At step 806, a protective window is provided, wrhich is displaced a second distance greater than the first distance from the focal plane array. The protective window may be formed from a durable material (e.g., silicon, germanium, zinc selenide, chalcogenate glass, plastics, polymers, sapphire, or others) and bonded to a frame using, for example, and epoxy, adhesive, ZYMET, or other chemical bonding agent. The frame may displace the protective window the second distance from the sensor window when the frame is attached to a package (e.g., sensor/window assembly) created from the sensor window and the focal plane array. The second distance may be sufficient to cause the protective window to be out of focus to the sensor window or the focal plane array. For example, the protective window may be displaced greater than 0.025" from the sensor window or the focal plane array in one embodiment, or greater than 0.060" in another embodiment.

The protective window is attached to the sensor window and the focal plane array to prevent flaws to the sensor window, at step 808. As previously discussed, the protective window may be bonded to a frame, which may in turn connect to the package (e.g., the WLP or PLP) containing the sensor window and the focal plane array. The connection may be guided using alignment pins and matching alignment apertures on the frame and the package. Once the protective window, the sensor window, and the focal plane array are joined into one unit, processing electronics may be provided, which may be connected to the focal plane array to receive and process thermal image data captured by the focal plane array. The resulting imager assembly may then be durable enough to prevent flaws to the sensor window and therefore inconsistencies/irregularities in captured thermal image data. The processing electronics may correspond to an FPGA that provides some calibration of the focal plane array, and may further connect to a system for processing the thermal image data captured by the assembled imager assembly.

The imaging systems described herein may be produced from modular components. A modular imaging system may allow for easier manufacturer and greater flexibility during integration. A modular imaging system may include an imager assembly that may interface with a plurality of supporting electronics.

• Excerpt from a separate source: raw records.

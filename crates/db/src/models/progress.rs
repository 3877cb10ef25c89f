//! Task progress model.

use learnhub_core::progress::{ProgressState, ProgressStatus};
use learnhub_core::types::{DbId, Timestamp};
use serde::{Deserialize, Serialize};
use sqlx::FromRow;

/// A row from the `task_progress` table.
#[derive(Debug, Clone, PartialEq, FromRow, Serialize, Deserialize)]
pub struct TaskProgress {
    pub id: DbId,
    pub user_id: DbId,
    pub task_id: DbId,
    pub status: String,
    pub start_date: Option<Timestamp>,
    pub completion_date: Option<Timestamp>,
    pub time_spent_secs: i64,
    pub created_at: Timestamp,
    pub updated_at: Timestamp,
}

impl TaskProgress {
    /// The transition-relevant part of the row.
    pub fn state(&self) -> Result<ProgressState, learnhub_core::error::CoreError> {
        Ok(ProgressState {
            status: ProgressStatus::from_str_value(&self.status)?,
            start_date: self.start_date,
            completion_date: self.completion_date,
        })
    }
}

/// A visible task joined with one user's progress; tasks without a row read as `not_started`.
#[derive(Debug, Clone, PartialEq, FromRow, Serialize, Deserialize)]
pub struct TaskProgressView {
    pub task_id: DbId,
    pub title: String,
    pub task_type: String,
    pub sort_order: i32,
    pub status: String,
    pub start_date: Option<Timestamp>,
    pub completion_date: Option<Timestamp>,
    pub time_spent_secs: i64,
    pub updated_at: Option<Timestamp>,
}

/// Completion counts of one user over a course's visible tasks.
#[derive(Debug, Clone, Copy, Default, PartialEq, Eq, FromRow)]
pub struct ProgressCountRow {
    pub total: i64,
    pub completed: i64,
    pub in_progress: i64,
}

The supporting electronics may be provided by a customer the purchased the imager assembly. An imager assembly may be able to interface with multiple different supporting electronics. Such different supporting electronics may, for example, be supporting electronics provided by different customers of the imager assembly. The imager assembly may be configured to allow it to integrate into multiple different imager systems. The modular nature of the imager assembly may decrease development times and imager system costs, as well as increase performance of the imager system. Fig. 9 illustrates a block diagram of a modular imaging system, according to an embodiment.

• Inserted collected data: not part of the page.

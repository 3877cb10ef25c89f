//! Task progress and course completion.

use learnhub_core::access::{self, Principal};
use learnhub_core::enrollment::{self, EnrollmentStatus};
use learnhub_core::error::CoreError;
use learnhub_core::progress::{self, ProgressState, ProgressStats, ProgressStatus};
use learnhub_core::task::TaskType;
use learnhub_core::types::DbId;
use learnhub_db::models::progress::{TaskProgress, TaskProgressView};
use learnhub_db::repositories::{EnrollmentRepo, ProgressRepo};
use serde::Serialize;
use sqlx::PgConnection;

use crate::courses::{find_course, is_enrolled};
use crate::error::ServiceResult;
use crate::state::EngineState;
use crate::tasks::{find_task, task_not_found};

/// One user's progress through one course, recomputed on every read.
#[derive(Debug, Clone, Serialize)]
pub struct CourseProgress {
    pub user_id: DbId,
    pub course_id: DbId,
    pub stats: ProgressStats,
    pub is_completed: bool,
    pub tasks: Vec<TaskProgressView>,
}

// ---------------------------------------------------------------------------
// Shared transaction steps
// ---------------------------------------------------------------------------

/// Re-derive the enrolment status from current progress.
///
/// Returns the new status when it changed. Users without an enrolment, and
/// dropped enrolments, are left alone.
pub(crate) async fn sync_enrollment_status(
    conn: &mut PgConnection,
    user_id: DbId,
    course_id: DbId,
) -> ServiceResult<Option<EnrollmentStatus>> {
    let Some(row) = EnrollmentRepo::find_for_update(&mut *conn, user_id, course_id).await? else {
        return Ok(None);
    };
    let current = EnrollmentStatus::from_str_value(&row.status)?;

    let counts = ProgressRepo::counts_for_course(&mut *conn, user_id, course_id).await?;
    let completed = progress::is_course_completed(counts.total, counts.completed);
    let next = enrollment::status_after_progress(current, completed);
    if next == current {
        return Ok(None);
    }

    EnrollmentRepo::set_status(&mut *conn, row.id, next.as_str()).await?;
    tracing::info!(
        user_id,
        course_id,
        from = current.as_str(),
        to = next.as_str(),
        "Enrolment status changed by progress"
    );
    Ok(Some(next))
}

/// Apply a validated transition to a progress row, creating it on first touch.
pub(crate) async fn write_progress(
    conn: &mut PgConnection,
    user_id: DbId,
    task_id: DbId,
    to: ProgressStatus,
    admin_reset: bool,
    time_spent_increment: i64,
) -> ServiceResult<TaskProgress> {
    let current = match ProgressRepo::find_for_update(&mut *conn, user_id, task_id).await? {
        Some(row) => row.state()?,
        None => ProgressState::not_started(),
    };
    let next = progress::apply_transition(&current, to, chrono::Utc::now(), admin_reset)?;
    let row = ProgressRepo::upsert(&mut *conn, user_id, task_id, &next, time_spent_increment).await?;
    Ok(row)
}

fn rank(status: ProgressStatus) -> u8 {
    match status {
        ProgressStatus::NotStarted => 0,
        ProgressStatus::InProgress => 1,
        ProgressStatus::Completed => 2,
    }
}

/// Move progress forward to `to`, leaving rows already at or past it untouched.
pub(crate) async fn advance_progress(
    conn: &mut PgConnection,
    user_id: DbId,
    task_id: DbId,
    to: ProgressStatus,
) -> ServiceResult<()> {
    let current = ProgressRepo::find_for_update(&mut *conn, user_id, task_id)
        .await?
        .map(|row| row.state())
        .transpose()?
        .unwrap_or_else(ProgressState::not_started);
    if rank(current.status) >= rank(to) {
        return Ok(());
    }
    let next = progress::apply_transition(&current, to, chrono::Utc::now(), false)?;
    ProgressRepo::upsert(&mut *conn, user_id, task_id, &next, 0).await?;
    Ok(())
}

// ---------------------------------------------------------------------------
// Operations
// ---------------------------------------------------------------------------

/// Per-task progress and derived statistics for one user in one course.
pub async fn get_task_progress(
    state: &EngineState,
    requester: &Principal,
    user_id: DbId,
    course_id: DbId,
) -> ServiceResult<CourseProgress> {
    access::require_progress_reader(requester, user_id)?;
    find_course(&state.pool, course_id).await?;

    let tasks = ProgressRepo::list_for_course(&state.pool, user_id, course_id).await?;
    let counts = ProgressRepo::counts_for_course(&state.pool, user_id, course_id).await?;
    let stats = ProgressStats::compute(counts.total, counts.completed, counts.in_progress);

    Ok(CourseProgress {
        user_id,
        course_id,
        is_completed: stats.is_course_completed(),
        stats,
        tasks,
    })
}

/// Record a progress change for `user_id` on `task_id`.
///
/// Users update their own progress; admins may update anyone's and are the
/// only ones allowed to reset a task to `not_started`. Quiz tasks complete
/// through a passing attempt, not through this call. `time_spent_secs` is
/// added to the accumulated time on the row.
pub async fn update_task_status(
    state: &EngineState,
    requester: &Principal,
    user_id: DbId,
    task_id: DbId,
    new_status: ProgressStatus,
    time_spent_secs: Option<i64>,
) -> ServiceResult<TaskProgress> {
    let admin = requester.is_admin();
    if requester.user_id != user_id && !admin {
        return Err(CoreError::Forbidden("Cannot update another user's progress".into()).into());
    }
    let increment = time_spent_secs.unwrap_or(0);
    if increment < 0 {
        return Err(CoreError::Validation("Time spent must not be negative".into()).into());
    }

    let task = find_task(&state.pool, task_id).await?;
    if task.is_deleted || !task.is_published {
        return Err(task_not_found(task_id).into());
    }
    if TaskType::from_str_value(&task.task_type)? == TaskType::Quiz
        && new_status == ProgressStatus::Completed
        && !admin
    {
        return Err(CoreError::Validation(
            "Quiz tasks are completed by passing an attempt".into(),
        )
        .into());
    }
    if !is_enrolled(&state.pool, user_id, task.course_id).await? {
        return Err(CoreError::Forbidden("User is not enrolled in this course".into()).into());
    }

    let mut tx = state.pool.begin().await?;
    let row = write_progress(&mut tx, user_id, task_id, new_status, admin, increment).await?;
    sync_enrollment_status(&mut tx, user_id, task.course_id).await?;
    tx.commit().await?;

    tracing::info!(
        user_id,
        task_id,
        course_id = task.course_id,
        status = new_status.as_str(),
        "Task progress updated"
    );
    Ok(row)
}

/// Whether the user has completed every visible task of the course.
pub async fn is_course_completed(
    state: &EngineState,
    requester: &Principal,
    user_id: DbId,
    course_id: DbId,
) -> ServiceResult<bool> {
    access::require_progress_reader(requester, user_id)?;
    find_course(&state.pool, course_id).await?;
    let counts = ProgressRepo::counts_for_course(&state.pool, user_id, course_id).await?;
    Ok(progress::is_course_completed(counts.total, counts.completed))
}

The modular imager system shown in Fig. 9 includes the optics 124, the sensor 212, the processing electronics 213, and the supporting electronics 122. The optics 124 and the sensor 212 of Fig. 9 may be similar to the optics 124 of Fig. 1 and the sensor 212 of Fig. 2B. In Fig. 9, the processing electronics 213 may receive image data from the sensor 212 and perform certain steps of image processing. In various embodiments, the processing electronics 213 may perform any image processing step described herein, but in the embodiment shown in Fig. 9, the processing electronics 213 may perform certain specific image processing steps. For example, the processing electronics 213 may interface with the sensor 212 and/or the optics 124 and provide instructions for controlling the sensor 212 and/or the optics 124. Additionally, the processing electronics 213 may process image data received from the sensor 212 by adjusting the thermal image data outputted by the sensor 212 according to calibration terms. The calibration terms may be determined by the processing electronics 213 (e.g., through self-calibration processes performed by the imager assembly 110) and/or through calibration performed at a point of manufacture or assembly of the imager assembly 110. The processing electronics 213 may also compensate for drift and responsivity variations of the sensor 212 (e.g., variations within a focal plane array of the sensor 212) and adjust the thermal image data received from the sensor 212 according to non- uniformity correction terms. The non-uniformity correction terms may also be determined by the processing electronics 213 (e.g., through non-uniformity detection processes, such as through shutters that may simulate blackbodies or through shutter-less non-uniformity detection processes) and/or by non-uniformity correction performed at a point of manufacture or assembly (e.g., factory calibration). The processing electronics 213 may also adjust the thermal image data according to a bad pixel map. In certain embodiments, the processing electronics 213 may include processes directed towards detecting bad pixels in, for example, a focal plane array of the sensor 212. In certain embodiments, the processing electronics 213 may convert image data received from the sensor 212 into an industry standard format for further processing. In such embodiments, processing of the image data may at least partially be performed through an analog-to-digital convertor.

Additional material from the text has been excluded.